Over the years he has seen a number of changes in diagnosis
and treatment of the disorder. He is excited about some of
the new developments in research and treatment and explained
that since he began studying RSD, "We have learned more about
some basic mechanisms; we now know a lot of clinical things
we didn't know before," he explains, "such as identifying
the 5 major components of RSD." They are:
- Pain, allodynia, hyperalgesia, hyperpathia
- Swelling
- Autonomic dysregulation
- Motor dysfunction
- Atrophy and dystrophy
Dr. Schwartzman explains that mechanisms for each component
are being sought by the use of animal and transgenic models.

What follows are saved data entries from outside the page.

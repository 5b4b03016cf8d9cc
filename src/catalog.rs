//! DIY project catalog: search, detail lookup and bulk loading.

use model::entities::{asset_details, diy_project, project_step};
use rust_decimal::Decimal;
use sea_orm::{
    ActiveModelTrait, ColumnTrait, Condition, ConnectionTrait, DatabaseConnection, DbErr,
    EntityTrait, ModelTrait, QueryFilter, QueryOrder, Set, TransactionTrait,
    sea_query::{Expr, Func, LikeExpr},
};
use tracing::{debug, info, warn};

mod seed;

/// A project ready to be stored, steps in display order.
#[derive(Debug, Clone, PartialEq)]
pub struct NewProject {
    pub title: String,
    pub description: String,
    pub avg_price: Option<Decimal>,
    pub estimated_time_minutes: Option<i32>,
    pub is_rental_safe: bool,
    pub requires_drilling: bool,
    pub materials: Vec<String>,
    pub tools: Vec<String>,
    pub steps: Vec<NewStep>,
}

#[derive(Debug, Clone, PartialEq, Eq)]
pub struct NewStep {
    pub step_number: i32,
    pub instruction_text: String,
}

impl NewStep {
    /// Numbers plain instruction texts from 1.
    pub fn numbered<S: AsRef<str>>(texts: &[S]) -> Vec<NewStep> {
        texts
            .iter()
            .zip(1..)
            .map(|(text, step_number)| NewStep {
                step_number,
                instruction_text: text.as_ref().to_string(),
            })
            .collect()
    }
}

/// Inserts a project with its steps. `step_count` always equals the number
/// of steps stored. Callers own the transaction.
pub async fn insert_project<C: ConnectionTrait>(
    conn: &C,
    project: NewProject,
) -> Result<diy_project::Model, DbErr> {
    let step_count = i32::try_from(project.steps.len()).unwrap_or(i32::MAX);

    let stored = diy_project::ActiveModel {
        title: Set(project.title),
        description: Set(project.description),
        avg_price: Set(project.avg_price),
        step_count: Set(step_count),
        estimated_time_minutes: Set(project.estimated_time_minutes),
        is_rental_safe: Set(project.is_rental_safe),
        requires_drilling: Set(project.requires_drilling),
        materials_json: Set(diy_project::encode_list(&project.materials)),
        tools_json: Set(diy_project::encode_list(&project.tools)),
        ..Default::default()
    }
    .insert(conn)
    .await?;

    for step in project.steps {
        project_step::ActiveModel {
            project_id: Set(stored.id),
            step_number: Set(step.step_number),
            instruction_text: Set(step.instruction_text),
            ..Default::default()
        }
        .insert(conn)
        .await?;
    }

    debug!("Stored project {} '{}' with {} steps", stored.id, stored.title, step_count);
    Ok(stored)
}

/// LIKE pattern matching `needle` anywhere. `%`, `_` and the `\` escape
/// itself are matched literally.
fn contains_pattern(needle: &str) -> String {
    let mut pattern = String::with_capacity(needle.len() + 2);
    pattern.push('%');
    for c in needle.chars() {
        if matches!(c, '\\' | '%' | '_') {
            pattern.push('\\');
        }
        pattern.push(c);
    }
    pattern.push('%');
    pattern
}

/// Case-insensitive substring search over title, description and materials.
/// A blank query matches nothing.
pub async fn search_projects(
    db: &DatabaseConnection,
    query: &str,
) -> Result<Vec<diy_project::Model>, DbErr> {
    let query = query.trim();
    if query.is_empty() {
        return Ok(Vec::new());
    }

    let pattern = contains_pattern(&query.to_lowercase());
    let matches_any = [
        diy_project::Column::Title,
        diy_project::Column::Description,
        diy_project::Column::MaterialsJson,
    ]
    .into_iter()
    .fold(Condition::any(), |condition, column| {
        condition.add(
            Expr::expr(Func::lower(Expr::col(column)))
                .like(LikeExpr::new(pattern.as_str()).escape('\\')),
        )
    });

    diy_project::Entity::find()
        .filter(matches_any)
        .order_by_asc(diy_project::Column::Title)
        .all(db)
        .await
}

/// A project and its steps in `step_number` order.
pub async fn project_with_steps(
    db: &DatabaseConnection,
    project_id: i32,
) -> Result<Option<(diy_project::Model, Vec<project_step::Model>)>, DbErr> {
    let Some(project) = diy_project::Entity::find_by_id(project_id).one(db).await? else {
        return Ok(None);
    };

    let steps = project
        .find_related(project_step::Entity)
        .order_by_asc(project_step::Column::StepNumber)
        .all(db)
        .await?;
    Ok(Some((project, steps)))
}

#[derive(Debug, Default, Clone, PartialEq, Eq)]
pub struct SeedReport {
    pub created: Vec<String>,
    pub skipped: Vec<String>,
}

/// Stores the built-in demo projects, skipping titles that already exist.
/// All or nothing.
pub async fn seed_projects(db: &DatabaseConnection) -> Result<SeedReport, DbErr> {
    let mut report = SeedReport::default();

    let txn = db.begin().await?;
    for project in seed::demo_projects() {
        let exists = diy_project::Entity::find()
            .filter(diy_project::Column::Title.eq(project.title.as_str()))
            .one(&txn)
            .await?
            .is_some();
        if exists {
            warn!("Project '{}' already exists, skipping", project.title);
            report.skipped.push(project.title);
            continue;
        }

        let stored = insert_project(&txn, project).await?;
        info!("Created project: {}", stored.title);
        report.created.push(stored.title);
    }
    txn.commit().await?;

    Ok(report)
}

/// Makes sure every built-in stored asset exists. Returns how many were added.
pub async fn load_stored_assets(db: &DatabaseConnection) -> Result<usize, DbErr> {
    let mut added = 0;

    for (name, brand, model_number) in seed::STORED_ASSETS {
        let exists = asset_details::Entity::find()
            .filter(asset_details::Column::Owner.is_null())
            .filter(asset_details::Column::Name.eq(*name))
            .filter(asset_details::Column::Brand.eq(*brand))
            .filter(asset_details::Column::ModelNumber.eq(*model_number))
            .one(db)
            .await?
            .is_some();
        if exists {
            continue;
        }

        asset_details::ActiveModel {
            name: Set(name.to_string()),
            brand: Set(brand.to_string()),
            model_number: Set(model_number.to_string()),
            owner: Set(None),
            ..Default::default()
        }
        .insert(db)
        .await?;
        added += 1;
    }

    info!("Stored asset catalog loaded, {} new entries", added);
    Ok(added)
}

"We know that vasoactive neuropeptides seem to be important
for the swelling. NMDA receptors and glutamate release from
pain fibers are important in sensitization of central pain
projecting neurons. Once these receptors are open and not
functioning properly, enzymatic and metabolic cascades occur
in pain cells and then they are different. The gain of pain
is increased, or simply put, a small amount of pain is magnified."
Ketamine Research
The more we learn, the more evident it becomes that we need
new and more effective therapeutic options to treat RSD. Currently
Dr. Schwartman is involved in studying the use of high doses
of ketamine, an anesthetic, to block abnormal pain NMDA receptors.
"I'm involved in trials in Germany for RSD patients," he explains.
"We give patients very high doses of ketamine to make them
comatose for five days, and they wake up with no pain. To
date, there have been no complications in 10 patients." An
abstract of the research presented at the recent annual meeting
of the American Academy of Neurology noted that one patient
has remained pain-free for three years, and two others have
suffered little pain. Needless to say, this has created a
lot of excitement in the RSD community. Dr. Schwartzman stresses
the need for further studies to find a better way to achieve
these results because the process is extreme and dangerous.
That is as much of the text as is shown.